◆ WORK TO BE COMPLETED: Go through the data and copy each line where the string "ContactInfo" appears.

◆ INPUT RECORDS:
————————

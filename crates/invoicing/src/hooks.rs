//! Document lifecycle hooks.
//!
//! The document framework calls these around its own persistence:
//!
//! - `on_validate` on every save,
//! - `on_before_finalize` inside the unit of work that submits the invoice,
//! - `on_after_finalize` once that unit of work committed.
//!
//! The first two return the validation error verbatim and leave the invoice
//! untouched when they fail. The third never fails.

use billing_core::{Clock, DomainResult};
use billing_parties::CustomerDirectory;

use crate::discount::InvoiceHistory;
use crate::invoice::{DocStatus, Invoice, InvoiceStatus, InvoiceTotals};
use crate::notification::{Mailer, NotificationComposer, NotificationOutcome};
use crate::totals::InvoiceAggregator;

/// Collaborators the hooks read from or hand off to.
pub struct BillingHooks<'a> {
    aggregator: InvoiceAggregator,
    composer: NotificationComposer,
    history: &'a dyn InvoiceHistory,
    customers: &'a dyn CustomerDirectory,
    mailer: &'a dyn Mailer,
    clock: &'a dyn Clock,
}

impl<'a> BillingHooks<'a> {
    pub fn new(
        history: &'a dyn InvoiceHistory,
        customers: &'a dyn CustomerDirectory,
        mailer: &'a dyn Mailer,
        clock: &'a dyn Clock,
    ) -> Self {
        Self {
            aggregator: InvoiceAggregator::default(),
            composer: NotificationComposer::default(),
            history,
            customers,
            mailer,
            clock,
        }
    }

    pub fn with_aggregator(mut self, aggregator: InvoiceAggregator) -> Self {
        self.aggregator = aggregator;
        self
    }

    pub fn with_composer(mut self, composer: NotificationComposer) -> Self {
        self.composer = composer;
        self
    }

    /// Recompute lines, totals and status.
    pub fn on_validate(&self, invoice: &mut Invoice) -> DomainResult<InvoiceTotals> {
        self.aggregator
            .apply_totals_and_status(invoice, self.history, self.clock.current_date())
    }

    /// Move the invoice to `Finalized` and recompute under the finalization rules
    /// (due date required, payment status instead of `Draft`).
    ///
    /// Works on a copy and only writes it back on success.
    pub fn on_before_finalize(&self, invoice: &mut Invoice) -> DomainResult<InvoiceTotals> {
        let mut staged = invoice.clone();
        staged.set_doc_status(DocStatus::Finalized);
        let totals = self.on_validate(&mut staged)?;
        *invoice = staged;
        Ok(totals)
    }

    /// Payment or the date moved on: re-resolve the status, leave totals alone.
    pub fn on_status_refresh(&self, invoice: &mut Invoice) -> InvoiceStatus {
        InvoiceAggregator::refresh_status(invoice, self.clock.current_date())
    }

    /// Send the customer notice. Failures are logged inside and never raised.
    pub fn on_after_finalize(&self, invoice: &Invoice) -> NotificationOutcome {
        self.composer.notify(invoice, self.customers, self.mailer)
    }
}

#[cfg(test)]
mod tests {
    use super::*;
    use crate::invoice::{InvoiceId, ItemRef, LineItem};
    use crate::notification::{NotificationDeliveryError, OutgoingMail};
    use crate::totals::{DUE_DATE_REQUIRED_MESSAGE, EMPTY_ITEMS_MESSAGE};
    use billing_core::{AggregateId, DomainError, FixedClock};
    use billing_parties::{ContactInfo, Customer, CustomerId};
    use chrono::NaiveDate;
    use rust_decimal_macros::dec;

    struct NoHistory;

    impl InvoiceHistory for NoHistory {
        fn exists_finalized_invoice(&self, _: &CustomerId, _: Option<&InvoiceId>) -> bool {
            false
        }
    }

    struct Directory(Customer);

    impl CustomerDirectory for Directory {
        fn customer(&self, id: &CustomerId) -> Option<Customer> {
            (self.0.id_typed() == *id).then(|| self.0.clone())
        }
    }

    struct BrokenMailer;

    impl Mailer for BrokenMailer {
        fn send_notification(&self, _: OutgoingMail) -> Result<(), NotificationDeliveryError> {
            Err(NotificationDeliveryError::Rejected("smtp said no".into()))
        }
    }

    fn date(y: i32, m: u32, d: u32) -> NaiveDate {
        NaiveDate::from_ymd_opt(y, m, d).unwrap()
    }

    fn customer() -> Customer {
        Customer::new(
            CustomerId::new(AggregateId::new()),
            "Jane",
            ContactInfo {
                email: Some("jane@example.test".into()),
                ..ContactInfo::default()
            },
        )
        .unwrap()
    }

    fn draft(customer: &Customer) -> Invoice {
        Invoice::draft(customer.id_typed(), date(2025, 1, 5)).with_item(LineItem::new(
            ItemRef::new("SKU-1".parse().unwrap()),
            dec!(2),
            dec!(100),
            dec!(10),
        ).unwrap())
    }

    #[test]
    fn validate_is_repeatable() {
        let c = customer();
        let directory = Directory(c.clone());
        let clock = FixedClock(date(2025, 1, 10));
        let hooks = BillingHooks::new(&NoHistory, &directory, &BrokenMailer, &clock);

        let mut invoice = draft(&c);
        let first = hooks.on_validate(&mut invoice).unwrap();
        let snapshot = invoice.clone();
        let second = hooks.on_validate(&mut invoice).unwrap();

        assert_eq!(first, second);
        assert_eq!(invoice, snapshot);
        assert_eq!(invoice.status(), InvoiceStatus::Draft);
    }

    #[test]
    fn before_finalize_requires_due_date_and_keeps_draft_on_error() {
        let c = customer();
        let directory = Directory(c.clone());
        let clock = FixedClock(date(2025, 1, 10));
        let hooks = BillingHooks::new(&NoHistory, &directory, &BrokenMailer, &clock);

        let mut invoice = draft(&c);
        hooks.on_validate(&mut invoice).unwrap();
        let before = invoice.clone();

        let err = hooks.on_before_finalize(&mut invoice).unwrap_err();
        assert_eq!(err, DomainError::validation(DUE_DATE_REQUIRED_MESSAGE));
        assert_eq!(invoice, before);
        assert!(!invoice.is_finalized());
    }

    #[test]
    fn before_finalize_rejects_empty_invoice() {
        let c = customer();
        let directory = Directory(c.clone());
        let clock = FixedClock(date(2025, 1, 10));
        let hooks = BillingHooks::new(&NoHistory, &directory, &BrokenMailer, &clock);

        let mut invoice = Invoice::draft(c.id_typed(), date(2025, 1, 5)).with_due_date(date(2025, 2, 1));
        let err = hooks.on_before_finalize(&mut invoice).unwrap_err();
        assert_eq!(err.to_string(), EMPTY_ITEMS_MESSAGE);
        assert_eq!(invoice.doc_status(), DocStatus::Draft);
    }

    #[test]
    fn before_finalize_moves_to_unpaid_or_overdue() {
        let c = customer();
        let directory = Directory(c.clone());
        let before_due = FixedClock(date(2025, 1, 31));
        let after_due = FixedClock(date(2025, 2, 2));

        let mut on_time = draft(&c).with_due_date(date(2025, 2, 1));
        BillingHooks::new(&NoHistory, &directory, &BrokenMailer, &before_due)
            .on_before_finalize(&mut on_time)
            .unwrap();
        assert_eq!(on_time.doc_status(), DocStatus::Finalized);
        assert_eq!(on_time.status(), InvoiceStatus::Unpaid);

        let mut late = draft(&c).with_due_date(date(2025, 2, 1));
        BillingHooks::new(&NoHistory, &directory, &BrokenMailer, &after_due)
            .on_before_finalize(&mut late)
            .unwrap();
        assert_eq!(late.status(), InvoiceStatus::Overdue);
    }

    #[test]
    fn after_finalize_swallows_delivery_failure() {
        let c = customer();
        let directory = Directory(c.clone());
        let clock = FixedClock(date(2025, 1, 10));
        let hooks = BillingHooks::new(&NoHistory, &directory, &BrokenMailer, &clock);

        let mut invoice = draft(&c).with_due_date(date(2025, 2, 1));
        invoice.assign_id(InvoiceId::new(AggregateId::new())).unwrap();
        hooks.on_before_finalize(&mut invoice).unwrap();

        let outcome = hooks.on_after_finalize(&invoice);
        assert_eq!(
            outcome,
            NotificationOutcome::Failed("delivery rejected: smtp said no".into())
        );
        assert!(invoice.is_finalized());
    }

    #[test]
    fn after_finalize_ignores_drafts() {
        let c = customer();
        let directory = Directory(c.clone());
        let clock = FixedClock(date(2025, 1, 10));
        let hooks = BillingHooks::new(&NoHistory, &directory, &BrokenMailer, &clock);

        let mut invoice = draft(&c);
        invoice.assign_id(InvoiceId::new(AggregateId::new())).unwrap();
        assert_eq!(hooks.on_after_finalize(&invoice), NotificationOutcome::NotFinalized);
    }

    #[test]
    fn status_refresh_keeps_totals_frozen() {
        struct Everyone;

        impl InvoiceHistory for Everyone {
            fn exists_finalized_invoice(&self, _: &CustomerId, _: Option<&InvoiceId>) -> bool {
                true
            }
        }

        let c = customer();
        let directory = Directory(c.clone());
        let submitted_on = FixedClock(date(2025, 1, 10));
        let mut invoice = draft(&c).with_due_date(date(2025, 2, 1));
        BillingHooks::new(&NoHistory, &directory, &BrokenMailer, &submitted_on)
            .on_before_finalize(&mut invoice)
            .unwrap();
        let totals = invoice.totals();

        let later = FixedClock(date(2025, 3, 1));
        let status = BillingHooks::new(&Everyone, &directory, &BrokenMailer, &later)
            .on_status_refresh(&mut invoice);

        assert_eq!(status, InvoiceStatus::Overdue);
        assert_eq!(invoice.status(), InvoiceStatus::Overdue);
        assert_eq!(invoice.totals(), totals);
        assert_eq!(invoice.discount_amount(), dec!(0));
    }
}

————————

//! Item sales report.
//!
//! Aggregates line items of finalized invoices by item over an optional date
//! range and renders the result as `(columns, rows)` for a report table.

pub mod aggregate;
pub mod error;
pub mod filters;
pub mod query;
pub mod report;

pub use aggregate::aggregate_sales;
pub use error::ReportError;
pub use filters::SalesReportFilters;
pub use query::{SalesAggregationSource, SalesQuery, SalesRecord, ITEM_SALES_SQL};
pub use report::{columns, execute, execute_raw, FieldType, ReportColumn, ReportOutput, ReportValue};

————————

◆ OUTPUT FOR THIS EXERCISE:
    use billing_parties::{ContactInfo, Customer, CustomerId};
            ContactInfo {
                ..ContactInfo::default()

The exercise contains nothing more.